▸ **What to produce**
Check each line of the entries below for the word "MemoryKvBackend", and copy out the ones that have it.

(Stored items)
◆ ◆ ◆ ◆ ◆ ◆ ◆

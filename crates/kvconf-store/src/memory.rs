// In-memory key-value backend
// Ordered map with a global modify-index counter, mirroring the Consul KV semantics
// the repositories rely on (prefix scan, delete-tree, cas)

use std::collections::BTreeMap;
use std::ops::Bound;
use std::sync::Arc;
use std::sync::atomic::{AtomicU64, Ordering};

use async_trait::async_trait;
use bytes::Bytes;
use parking_lot::RwLock;

use crate::backend::{KvBackend, KvEntry};
use crate::error::StoreResult;

/// Stored value with its modify index
#[derive(Debug, Clone)]
struct StoredKv {
    value: Bytes,
    modify_index: u64,
}

/// In-memory key-value backend.
///
/// Clones share the same underlying data. A single write lock covers every
/// mutation, so `delete_tree` and `compare_and_set` are atomic.
#[derive(Clone)]
pub struct MemoryKvBackend {
    /// Key-value storage: key -> StoredKv, ordered for prefix scans
    store: Arc<RwLock<BTreeMap<String, StoredKv>>>,
    /// Global index counter
    index: Arc<AtomicU64>,
}

impl MemoryKvBackend {
    pub fn new() -> Self {
        Self {
            store: Arc::new(RwLock::new(BTreeMap::new())),
            index: Arc::new(AtomicU64::new(1)),
        }
    }

    /// Get the next index
    fn next_index(&self) -> u64 {
        self.index.fetch_add(1, Ordering::SeqCst)
    }

    /// Current index, i.e. the index the next write will receive
    pub fn current_index(&self) -> u64 {
        self.index.load(Ordering::SeqCst)
    }

    /// Number of stored keys
    pub fn len(&self) -> usize {
        self.store.read().len()
    }

    pub fn is_empty(&self) -> bool {
        self.store.read().is_empty()
    }

    /// Insert or overwrite under an already-held write lock
    fn write_locked(map: &mut BTreeMap<String, StoredKv>, key: &str, value: Bytes, index: u64) {
        match map.get_mut(key) {
            Some(existing) => {
                existing.value = value;
                existing.modify_index = index;
            }
            None => {
                map.insert(
                    key.to_string(),
                    StoredKv {
                        value,
                        modify_index: index,
                    },
                );
            }
        }
    }

    fn prefix_keys(map: &BTreeMap<String, StoredKv>, prefix: &str) -> Vec<String> {
        map.range::<str, _>((Bound::Included(prefix), Bound::Unbounded))
            .take_while(|(key, _)| key.starts_with(prefix))
            .map(|(key, _)| key.clone())
            .collect()
    }
}

impl Default for MemoryKvBackend {
    fn default() -> Self {
        Self::new()
    }
}

#[async_trait]
impl KvBackend for MemoryKvBackend {
    async fn put(&self, key: &str, value: Bytes) -> StoreResult<()> {
        let mut map = self.store.write();
        let index = self.next_index();
        Self::write_locked(&mut map, key, value, index);
        Ok(())
    }

    async fn get(&self, key: &str) -> StoreResult<Option<KvEntry>> {
        Ok(self
            .store
            .read()
            .get(key)
            .map(|stored| KvEntry::new(key, stored.value.clone(), stored.modify_index)))
    }

    async fn list(&self, prefix: &str) -> StoreResult<Vec<KvEntry>> {
        let map = self.store.read();
        Ok(map
            .range::<str, _>((Bound::Included(prefix), Bound::Unbounded))
            .take_while(|(key, _)| key.starts_with(prefix))
            .map(|(key, stored)| KvEntry::new(key.clone(), stored.value.clone(), stored.modify_index))
            .collect())
    }

    async fn delete(&self, key: &str) -> StoreResult<bool> {
        Ok(self.store.write().remove(key).is_some())
    }

    async fn delete_tree(&self, prefix: &str) -> StoreResult<u64> {
        let mut map = self.store.write();
        let keys = Self::prefix_keys(&map, prefix);
        let count = keys.len() as u64;
        for key in keys {
            map.remove(&key);
        }
        Ok(count)
    }

    async fn compare_and_set(
        &self,
        key: &str,
        value: Bytes,
        modify_index: u64,
    ) -> StoreResult<bool> {
        let mut map = self.store.write();
        let applies = match map.get(key) {
            Some(existing) => modify_index != 0 && existing.modify_index == modify_index,
            // cas=0 means create only if it doesn't exist
            None => modify_index == 0,
        };
        if applies {
            let index = self.next_index();
            Self::write_locked(&mut map, key, value, index);
        }
        Ok(applies)
    }

    async fn health_check(&self) -> StoreResult<()> {
        Ok(())
    }

    fn name(&self) -> &'static str {
        "memory"
    }
}
//! HTTP API tests for groups and group composition

mod common;

use std::sync::Arc;
use std::time::Duration;

use actix_web::test;
use common::*;
use kvconf_store::testutil::FaultInjectingBackend;
use serde_json::{Value, json};

fn id_of(value: &Value) -> String {
    value["id"].as_str().unwrap().to_string()
}

#[actix_web::test]
async fn test_attach_scenario() {
    let (state, _) = memory_state();
    let app = create_test_app(state).await;

    let cfg = create_config(&app, json!({"entries": {"k": "v"}, "version": "v1", "labels": ""})).await;
    assert_eq!(cfg["entries"], json!({"k": "v"}));
    assert_eq!(cfg["version"], "v1");
    assert_eq!(cfg["labels"], "");

    let grp = create_group(&app, json!({"version": "g1", "labels": ""})).await;
    assert_eq!(grp["configs"], json!([]));
    assert_eq!(grp["version"], "g1");
    assert_ne!(grp["id"], cfg["id"]);

    let (gid, cid) = (id_of(&grp), id_of(&cfg));
    let resp = put(&app, &format!("/group/{}/g1/config/{}/v1", gid, cid)).await;
    assert_eq!(resp.status(), 200);
    let attached: Value = test::read_body_json(resp).await;
    assert_eq!(attached["id"], grp["id"]);
    assert_eq!(attached["version"], "g1");
    assert_eq!(attached["configs"], json!([cfg]));

    let resp = get(&app, &format!("/group/{}/g1", gid)).await;
    assert_eq!(resp.status(), 200);
    let stored: Value = test::read_body_json(resp).await;
    assert_eq!(stored, json!([attached]));
}

#[actix_web::test]
async fn test_create_group_validation() {
    let (state, _) = memory_state();
    let app = create_test_app(state).await;

    let resp = post_json(&app, "/group", json!({"labels": ""}), None).await;
    assert_eq!(resp.status(), 400);
    let resp = post_json(&app, "/group", json!({"version": "g1", "members": []}), None).await;
    assert_eq!(resp.status(), 400);

    let resp = post_json(&app, "/group", json!({"version": "g1"}), Some("G")).await;
    assert_eq!(resp.status(), 201);
    let resp = post_json(&app, "/group", json!({"version": "g1"}), Some("G")).await;
    assert_eq!(resp.status(), 409);
}

#[actix_web::test]
async fn test_attach_not_found() {
    let (state, _) = memory_state();
    let app = create_test_app(state).await;

    let cfg = create_config(&app, json!({"version": "v1"})).await;
    let grp = create_group(&app, json!({"version": "g1"})).await;

    let resp = put(&app, &format!("/group/missing/g1/config/{}/v1", id_of(&cfg))).await;
    assert_eq!(resp.status(), 404);
    let error: Value = test::read_body_json(resp).await;
    assert_eq!(error["message"], "group not found");

    let resp = put(&app, &format!("/group/{}/g1/config/missing/v1", id_of(&grp))).await;
    assert_eq!(resp.status(), 404);
    let error: Value = test::read_body_json(resp).await;
    assert_eq!(error["message"], "config not found");

    // Wrong version of an existing config
    let resp = put(&app, &format!("/group/{}/g1/config/{}/v2", id_of(&grp), id_of(&cfg))).await;
    assert_eq!(resp.status(), 404);
}

#[actix_web::test]
async fn test_detach_and_detach_miss() {
    let (state, _) = memory_state();
    let app = create_test_app(state).await;

    let a = create_config(&app, json!({"version": "v1", "entries": {"a": "1"}})).await;
    let b = create_config(&app, json!({"version": "v1", "entries": {"b": "2"}})).await;
    let grp = create_group(&app, json!({"version": "g1"})).await;
    let gid = id_of(&grp);

    for cfg in [&a, &b, &a] {
        let resp = put(&app, &format!("/group/{}/g1/config/{}/v1", gid, id_of(cfg))).await;
        assert_eq!(resp.status(), 200);
    }

    // Only the first matching member goes
    let resp = delete(&app, &format!("/group/{}/g1/config/{}", gid, id_of(&a))).await;
    assert_eq!(resp.status(), 200);
    let detached: Value = test::read_body_json(resp).await;
    assert_eq!(detached["configs"], json!([b, a]));

    let resp = delete(&app, &format!("/group/{}/g1/config/not-a-member", gid)).await;
    assert_eq!(resp.status(), 404);
    let error: Value = test::read_body_json(resp).await;
    assert_eq!(error["message"], "config not found in group");

    let resp = get(&app, &format!("/group/{}/g1", gid)).await;
    let stored: Value = test::read_body_json(resp).await;
    assert_eq!(stored[0]["configs"], json!([b, a]));
}

#[actix_web::test]
async fn test_attached_config_is_a_copy() {
    let (state, _) = memory_state();
    let app = create_test_app(state).await;

    let cfg = create_config(&app, json!({"version": "v1", "entries": {"k": "v"}})).await;
    let grp = create_group(&app, json!({"version": "g1"})).await;
    let (gid, cid) = (id_of(&grp), id_of(&cfg));

    let resp = put(&app, &format!("/group/{}/g1/config/{}/v1", gid, cid)).await;
    assert_eq!(resp.status(), 200);

    let resp = delete(&app, &format!("/config/{}/v1", cid)).await;
    assert_eq!(resp.status(), 200);

    let resp = get(&app, &format!("/group/{}/g1", gid)).await;
    let stored: Value = test::read_body_json(resp).await;
    assert_eq!(stored[0]["configs"], json!([cfg]));
}

#[actix_web::test]
async fn test_legacy_addressing() {
    let (state, _) = memory_state();
    let app = create_test_app(state).await;

    let cfg = create_config(&app, json!({"version": "v1"})).await;
    let grp = create_group(&app, json!({"version": "g1"})).await;
    let (gid, cid) = (id_of(&grp), id_of(&cfg));

    let resp = put(&app, &format!("/group/{}/config/{}", gid, cid)).await;
    assert_eq!(resp.status(), 200);
    let attached: Value = test::read_body_json(resp).await;
    assert_eq!(attached["configs"], json!([cfg]));

    let resp = get(&app, &format!("/group/{}", gid)).await;
    let groups: Value = test::read_body_json(resp).await;
    assert_eq!(groups, json!([attached]));

    let resp = delete(&app, &format!("/group/{}/config/{}", gid, cid)).await;
    assert_eq!(resp.status(), 200);
    let detached: Value = test::read_body_json(resp).await;
    assert_eq!(detached["configs"], json!([]));

    let resp = delete(&app, &format!("/group/{}/config/{}", gid, cid)).await;
    assert_eq!(resp.status(), 404);

    let resp = delete(&app, &format!("/group/{}", gid)).await;
    assert_eq!(resp.status(), 200);
    let deleted: Value = test::read_body_json(resp).await;
    assert_eq!(deleted, json!({"Deleted": gid}));

    let resp = get(&app, &format!("/group/{}", gid)).await;
    let groups: Value = test::read_body_json(resp).await;
    assert_eq!(groups, json!([]));
}

#[actix_web::test]
async fn test_delete_group_and_list() {
    let (state, _) = memory_state();
    let app = create_test_app(state).await;

    let first = create_group(&app, json!({"version": "g1"})).await;
    let second = create_group(&app, json!({"version": "g1", "labels": "team:a"})).await;

    let resp = get(&app, "/groups").await;
    let groups: Value = test::read_body_json(resp).await;
    assert_eq!(groups.as_array().unwrap().len(), 2);

    let resp = delete(&app, &format!("/group/{}/g1", id_of(&first))).await;
    assert_eq!(resp.status(), 200);
    let deleted: Value = test::read_body_json(resp).await;
    assert_eq!(deleted, json!({"Deleted": id_of(&first)}));

    let resp = get(&app, "/groups").await;
    let groups: Value = test::read_body_json(resp).await;
    assert_eq!(groups, json!([second]));

    let resp = get(&app, &format!("/group/{}/g1", id_of(&first))).await;
    let groups: Value = test::read_body_json(resp).await;
    assert_eq!(groups, json!([]));
}

#[actix_web::test]
async fn test_lost_cas_is_retried_then_conflicts() {
    let backend = Arc::new(FaultInjectingBackend::new());
    let app = create_test_app(state_over(backend.clone())).await;

    let cfg = create_config(&app, json!({"version": "v1"})).await;
    let grp = create_group(&app, json!({"version": "g1"})).await;
    let uri = format!("/group/{}/g1/config/{}/v1", id_of(&grp), id_of(&cfg));

    backend.lose_next_cas(2);
    let resp = put(&app, &uri).await;
    assert_eq!(resp.status(), 200);
    let attached: Value = test::read_body_json(resp).await;
    assert_eq!(attached["configs"].as_array().unwrap().len(), 1);

    backend.lose_next_cas(100);
    let resp = put(&app, &uri).await;
    assert_eq!(resp.status(), 409);
}

#[actix_web::test]
async fn test_interleaved_attaches_both_land() {
    let backend = Arc::new(FaultInjectingBackend::new());
    let app = create_test_app(state_over(backend.clone())).await;

    let a = create_config(&app, json!({"version": "v1"})).await;
    let b = create_config(&app, json!({"version": "v1"})).await;
    let grp = create_group(&app, json!({"version": "g1"})).await;
    let gid = id_of(&grp);

    // Latency makes both requests read the group before either writes
    backend.set_delay(Duration::from_millis(5));
    let uri_a = format!("/group/{}/g1/config/{}/v1", gid, id_of(&a));
    let uri_b = format!("/group/{}/g1/config/{}/v1", gid, id_of(&b));
    let (resp_a, resp_b) = tokio::join!(put(&app, &uri_a), put(&app, &uri_b));
    assert_eq!(resp_a.status(), 200);
    assert_eq!(resp_b.status(), 200);

    backend.set_delay(Duration::ZERO);
    let resp = get(&app, &format!("/group/{}/g1", gid)).await;
    let stored: Value = test::read_body_json(resp).await;
    let members: Vec<String> = stored[0]["configs"]
        .as_array()
        .unwrap()
        .iter()
        .map(id_of)
        .collect();
    assert_eq!(members.len(), 2);
    assert!(members.contains(&id_of(&a)));
    assert!(members.contains(&id_of(&b)));
}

◆ ◆ ◆ ◆ ◆ ◆ ◆

▸ **Result**
pub struct MemoryKvBackend {
impl MemoryKvBackend {
impl Default for MemoryKvBackend {
impl KvBackend for MemoryKvBackend {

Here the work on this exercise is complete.